As I noted on the boards, the original Zelda is extremely liberating in the way that it allows you to embark on an adventure where you're actually exploring every inch of a world for the first time, just like you would in real life. Sure, you probably can't make homemade pipe bombs and go exploring in the same way that you do in Zelda, but that's what videogames are for, right? They provide us with a way to live out those childhood fantasies in ways that you might never be able to in real life. Instead of feeling muddled because there are no rupee-laden arrows showing you which way to go while playing the original Zelda, embrace the fact that every wall and every bush holds a potential secret to uncover. It's difficult for me to do as I make my way through the second quest for the first time, but it's an amazing feeling when I do stumble upon something new.
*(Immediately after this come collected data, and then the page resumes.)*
//! Expression evaluation
//!
//! Expressions are evaluated against a [`Scope`]: the current row with its
//! schema, chained to the rows of enclosing queries. A correlated subquery
//! sees its outer row through that chain, so no outer values are ever
//! substituted into the subquery plan itself.

use super::ast::{BinaryOperator, ColumnRef, Expr, ScalarFunction, UnaryOperator};
use super::like::{self, PatternCache};
use super::truth::Truth;
use crate::catalog::{DataType, RowSchema};
use crate::error::{Error, Result};
use crate::executor::plan::LogicalPlan;
use crate::storage::Value;
use chrono::{Datelike, NaiveDate};
use rust_decimal::prelude::ToPrimitive;
use rust_decimal::{Decimal, RoundingStrategy};
use std::cmp::Ordering;

/// A row binding, optionally nested inside the row of an enclosing query
#[derive(Debug, Clone, Copy)]
pub struct Scope<'a> {
    schema: &'a RowSchema,
    row: &'a [Value],
    outer: Option<&'a Scope<'a>>,
}

impl<'a> Scope<'a> {
    /// Top-level scope over one row
    pub fn new(schema: &'a RowSchema, row: &'a [Value]) -> Self {
        Self {
            schema,
            row,
            outer: None,
        }
    }

    /// Scope over one row, falling back to `outer` for unresolved columns
    pub fn nested(schema: &'a RowSchema, row: &'a [Value], outer: Option<&'a Scope<'a>>) -> Self {
        Self { schema, row, outer }
    }

    pub fn schema(&self) -> &'a RowSchema {
        self.schema
    }

    pub fn row(&self) -> &'a [Value] {
        self.row
    }

    pub fn outer(&self) -> Option<&'a Scope<'a>> {
        self.outer
    }

    /// Resolve a column, innermost scope first
    pub fn lookup(&self, column: &ColumnRef) -> Result<&'a Value> {
        let mut scope = Some(self);
        while let Some(current) = scope {
            if let Some(index) = current
                .schema
                .resolve(column.table.as_deref(), &column.column)?
            {
                return current.row.get(index).ok_or_else(|| {
                    Error::Internal(format!("row too short for column '{}'", column))
                });
            }
            scope = current.outer;
        }
        Err(Error::UnknownColumn(column.to_string()))
    }
}

/// Executes subquery plans on behalf of the evaluator.
///
/// `scope` is the row the subquery is evaluated for; the runner makes it the
/// outer scope of the subquery's own rows.
pub trait SubqueryRunner {
    /// Whether the subquery produces at least one row
    fn exists(&self, plan: &LogicalPlan, scope: &Scope<'_>) -> Result<bool>;

    /// The single value of a one-column subquery; NULL when it returns no rows
    fn scalar(&self, plan: &LogicalPlan, scope: &Scope<'_>) -> Result<Value>;

    /// All values of a one-column subquery
    fn column_values(&self, plan: &LogicalPlan, scope: &Scope<'_>) -> Result<Vec<Value>>;
}

/// Where a predicate is being evaluated; decides how a non-boolean result
/// is reported
#[derive(Debug, Clone, Copy, PartialEq, Eq)]
enum Context {
    Filter,
    Join,
}

/// Expression evaluator
#[derive(Clone, Copy)]
pub struct Evaluator<'r> {
    runner: &'r dyn SubqueryRunner,
    scale_increment: u32,
    patterns: Option<&'r PatternCache>,
}

impl<'r> Evaluator<'r> {
    pub fn new(runner: &'r dyn SubqueryRunner, scale_increment: u32) -> Self {
        Self {
            runner,
            scale_increment,
            patterns: None,
        }
    }

    /// Reuse compiled LIKE patterns from `patterns`
    pub fn with_patterns(mut self, patterns: &'r PatternCache) -> Self {
        self.patterns = Some(patterns);
        self
    }

    /// Evaluate a scalar expression. Predicates yield 1, 0 or NULL.
    pub fn evaluate(&self, expr: &Expr, scope: &Scope<'_>) -> Result<Value> {
        match expr {
            Expr::Column(c) => scope.lookup(c).cloned(),
            Expr::Literal(v) => Ok(v.clone()),
            Expr::BinaryOp { left, op, right } if !op.is_comparison() && !op.is_logical() => {
                let l = self.evaluate(left, scope)?;
                let r = self.evaluate(right, scope)?;
                match op {
                    BinaryOperator::Add => l.add(&r),
                    BinaryOperator::Sub => l.sub(&r),
                    BinaryOperator::Mul => l.mul(&r),
                    BinaryOperator::Div => l.div(&r, self.scale_increment),
                    _ => l.rem(&r),
                }
            }
            Expr::UnaryOp {
                op: UnaryOperator::Minus,
                expr,
            } => self.evaluate(expr, scope)?.negate(),
            Expr::Function { func, args } => self.call(*func, args, scope),
            Expr::Case {
                operand,
                when_clauses,
                else_clause,
            } => self.case(operand.as_deref(), when_clauses, else_clause.as_deref(), scope),
            Expr::ScalarSubquery(plan) => self.runner.scalar(plan, scope),
            _ => Ok(self.truth(expr, scope)?.into_value()),
        }
    }

    /// Evaluate a WHERE/HAVING style predicate to a truth value
    pub fn truth(&self, expr: &Expr, scope: &Scope<'_>) -> Result<Truth> {
        self.truth_in(expr, scope, Context::Filter)
    }

    /// Whether a row passes a filter; UNKNOWN rejects it like FALSE
    pub fn predicate(&self, expr: &Expr, scope: &Scope<'_>) -> Result<bool> {
        Ok(self.truth(expr, scope)?.is_true())
    }

    /// Evaluate a join condition over the combined `left ++ right` row.
    ///
    /// A condition that does not produce a truth value fails with
    /// [`Error::JoinConditionError`].
    pub fn evaluate_join_condition(&self, expr: &Expr, scope: &Scope<'_>) -> Result<Truth> {
        self.truth_in(expr, scope, Context::Join)
    }

    fn truth_in(&self, expr: &Expr, scope: &Scope<'_>, ctx: Context) -> Result<Truth> {
        match expr {
            Expr::BinaryOp {
                left,
                op: BinaryOperator::And,
                right,
            } => {
                let l = self.truth_in(left, scope, ctx)?;
                if l == Truth::False {
                    return Ok(Truth::False);
                }
                Ok(l.and(self.truth_in(right, scope, ctx)?))
            }
            Expr::BinaryOp {
                left,
                op: BinaryOperator::Or,
                right,
            } => {
                let l = self.truth_in(left, scope, ctx)?;
                if l == Truth::True {
                    return Ok(Truth::True);
                }
                Ok(l.or(self.truth_in(right, scope, ctx)?))
            }
            Expr::BinaryOp { left, op, right } if op.is_comparison() => {
                let l = self.evaluate(left, scope)?;
                let r = self.evaluate(right, scope)?;
                compare(*op, &l, &r)
            }
            Expr::UnaryOp {
                op: UnaryOperator::Not,
                expr,
            } => Ok(!self.truth_in(expr, scope, ctx)?),
            Expr::IsNull(e) => Ok(Truth::from(self.evaluate(e, scope)?.is_null())),
            Expr::IsNotNull(e) => Ok(Truth::from(!self.evaluate(e, scope)?.is_null())),
            Expr::Between {
                expr,
                low,
                high,
                negated,
            } => {
                let v = self.evaluate(expr, scope)?;
                let lo = self.evaluate(low, scope)?;
                let hi = self.evaluate(high, scope)?;
                let t = compare(BinaryOperator::Gte, &v, &lo)?
                    .and(compare(BinaryOperator::Lte, &v, &hi)?);
                Ok(negate_if(t, *negated))
            }
            Expr::InList {
                expr,
                list,
                negated,
            } => {
                let probe = self.evaluate(expr, scope)?;
                let values = list
                    .iter()
                    .map(|e| self.evaluate(e, scope))
                    .collect::<Result<Vec<_>>>()?;
                Ok(negate_if(membership(&probe, &values)?, *negated))
            }
            Expr::InSubquery {
                expr,
                subquery,
                negated,
            } => {
                let probe = self.evaluate(expr, scope)?;
                let values = self.runner.column_values(subquery, scope)?;
                Ok(negate_if(membership(&probe, &values)?, *negated))
            }
            Expr::Like {
                expr,
                pattern,
                negated,
            } => {
                let text = self.evaluate(expr, scope)?;
                let pat = self.evaluate(pattern, scope)?;
                match (&text, &pat) {
                    (Value::Null, _) | (_, Value::Null) => Ok(Truth::Unknown),
                    (Value::Text(t), Value::Text(p)) => {
                        let matched = match self.patterns {
                            Some(cache) => cache.matches(t, p)?,
                            None => like::matches(t, p)?,
                        };
                        Ok(negate_if(Truth::from(matched), *negated))
                    }
                    _ => Err(Error::type_mismatch(
                        "TEXT operands for LIKE",
                        format!("{} LIKE {}", text.type_name(), pat.type_name()),
                    )),
                }
            }
            Expr::Exists { subquery, negated } => Ok(negate_if(
                Truth::from(self.runner.exists(subquery, scope)?),
                *negated,
            )),
            other => {
                let value = self.evaluate(other, scope)?;
                match ctx {
                    Context::Filter => Truth::from_value(&value),
                    Context::Join => Truth::from_value(&value)
                        .map_err(|_| Error::JoinConditionError(value.type_name().to_string())),
                }
            }
        }
    }

    fn call(&self, func: ScalarFunction, args: &[Expr], scope: &Scope<'_>) -> Result<Value> {
        let (min, max) = func.arity();
        if args.len() < min || max.is_some_and(|m| args.len() > m) {
            let expected = match max {
                Some(m) if m == min => format!("{} argument(s) for {}", min, func),
                Some(m) => format!("{} to {} arguments for {}", min, m, func),
                None => format!("at least {} argument(s) for {}", min, func),
            };
            return Err(Error::type_mismatch(expected, args.len().to_string()));
        }

        if func == ScalarFunction::Coalesce {
            for arg in args {
                let v = self.evaluate(arg, scope)?;
                if !v.is_null() {
                    return Ok(v);
                }
            }
            return Ok(Value::Null);
        }

        let values = args
            .iter()
            .map(|a| self.evaluate(a, scope))
            .collect::<Result<Vec<_>>>()?;
        // every remaining function is NULL on any NULL argument
        if values.iter().any(Value::is_null) {
            return Ok(Value::Null);
        }
        let first = &values[0];

        match func {
            ScalarFunction::Concat => Ok(Value::Text(values.iter().map(|v| v.to_string()).collect())),
            ScalarFunction::Date => Ok(Value::Date(date_of(first)?)),
            ScalarFunction::Year => Ok(Value::Integer(i64::from(date_of(first)?.year()))),
            ScalarFunction::Month => Ok(Value::Integer(i64::from(date_of(first)?.month()))),
            ScalarFunction::Upper => Ok(Value::Text(first.to_string().to_uppercase())),
            ScalarFunction::Lower => Ok(Value::Text(first.to_string().to_lowercase())),
            ScalarFunction::Length => Ok(Value::Integer(first.to_string().len() as i64)),
            ScalarFunction::Round => round(first, values.get(1)),
            ScalarFunction::Coalesce => Ok(first.clone()),
        }
    }

    fn case(
        &self,
        operand: Option<&Expr>,
        when_clauses: &[(Expr, Expr)],
        else_clause: Option<&Expr>,
        scope: &Scope<'_>,
    ) -> Result<Value> {
        let operand = operand.map(|o| self.evaluate(o, scope)).transpose()?;
        for (when, then) in when_clauses {
            let hit = match &operand {
                Some(v) => compare(BinaryOperator::Eq, v, &self.evaluate(when, scope)?)?,
                None => self.truth(when, scope)?,
            };
            if hit.is_true() {
                return self.evaluate(then, scope);
            }
        }
        match else_clause {
            Some(e) => self.evaluate(e, scope),
            None => Ok(Value::Null),
        }
    }
}

fn negate_if(truth: Truth, negated: bool) -> Truth {
    if negated {
        !truth
    } else {
        truth
    }
}

/// Three-valued comparison
pub fn compare(op: BinaryOperator, left: &Value, right: &Value) -> Result<Truth> {
    let ordering = left.sql_compare(right)?;
    Ok(Truth::from_ordering(ordering, |o| match op {
        BinaryOperator::Eq => o == Ordering::Equal,
        BinaryOperator::Neq => o != Ordering::Equal,
        BinaryOperator::Lt => o == Ordering::Less,
        BinaryOperator::Gt => o == Ordering::Greater,
        BinaryOperator::Lte => o != Ordering::Greater,
        BinaryOperator::Gte => o != Ordering::Less,
        _ => false,
    }))
}

/// SQL IN: TRUE on a match, UNKNOWN when no match but a NULL was involved
fn membership(probe: &Value, values: &[Value]) -> Result<Truth> {
    if values.is_empty() {
        return Ok(Truth::False);
    }
    if probe.is_null() {
        return Ok(Truth::Unknown);
    }
    let mut saw_null = false;
    for v in values {
        match probe.sql_compare(v)? {
            Some(Ordering::Equal) => return Ok(Truth::True),
            None => saw_null = true,
            Some(_) => {}
        }
    }
    Ok(if saw_null { Truth::Unknown } else { Truth::False })
}

fn date_of(value: &Value) -> Result<NaiveDate> {
    match value {
        Value::Timestamp(ts) => Ok(ts.date()),
        Value::Date(d) => Ok(*d),
        Value::Text(s) => match Value::parse_as(s, DataType::Date)? {
            Value::Date(d) => Ok(d),
            other => Err(Error::type_mismatch("DATE", other.type_name())),
        },
        other => Err(Error::type_mismatch(
            "a TIMESTAMP or DATE argument",
            other.type_name(),
        )),
    }
}

fn round(value: &Value, places: Option<&Value>) -> Result<Value> {
    let places = match places {
        None => 0,
        Some(p) => p
            .as_i64()
            .ok_or_else(|| Error::type_mismatch("an INTEGER number of places", p.type_name()))?,
    };
    if let (Value::Integer(_), true) = (value, places >= 0) {
        return Ok(value.clone());
    }
    let d = value
        .as_decimal()
        .ok_or_else(|| Error::type_mismatch("a numeric argument for ROUND", value.type_name()))?;

    let rounded = if places >= 0 {
        d.round_dp_with_strategy(places.min(28) as u32, RoundingStrategy::MidpointAwayFromZero)
    } else {
        let factor = Decimal::from(10i64.pow(places.unsigned_abs().min(18) as u32));
        d.checked_div(factor)
            .map(|q| q.round_dp_with_strategy(0, RoundingStrategy::MidpointAwayFromZero))
            .and_then(|q| q.checked_mul(factor))
            .ok_or_else(|| Error::Overflow(format!("ROUND({}, {})", value, places)))?
    };

    match value {
        Value::Integer(_) => Ok(rounded
            .to_i64()
            .map(Value::Integer)
            .unwrap_or(Value::Decimal(rounded))),
        _ => Ok(Value::Decimal(rounded)),
    }
}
It's really difficult for gamers nowadays to pick up and enjoy older games in the same way that many of us did as kids. I believe it's chiefly due to the amount of independent exploration and trial-and-error experimentation that these games require, rather than holding your hand through the same ten levels. GamaSutra did a nice little piece that relates to this, talking about the verisimilitude of classic games which are constructed in the way that makes the player think that the world that they are interacting with is an actual LIVING, BREATHING, environment through hidden gems and randomization. While Zelda is a helluva lot more forgiving than the random mess known as Rogue ever was, the basic idea of interacting with a world that has hidden elements that need to be uncovered through exploration and experimentation is one that is shared among a lot of retro games and alien to a lot of current-gen titles. I think that this is one of the biggest reasons that games older than the 16-Bit era have difficulties reaching a wider audience, and just might be something to write about for a future column for RPGamer.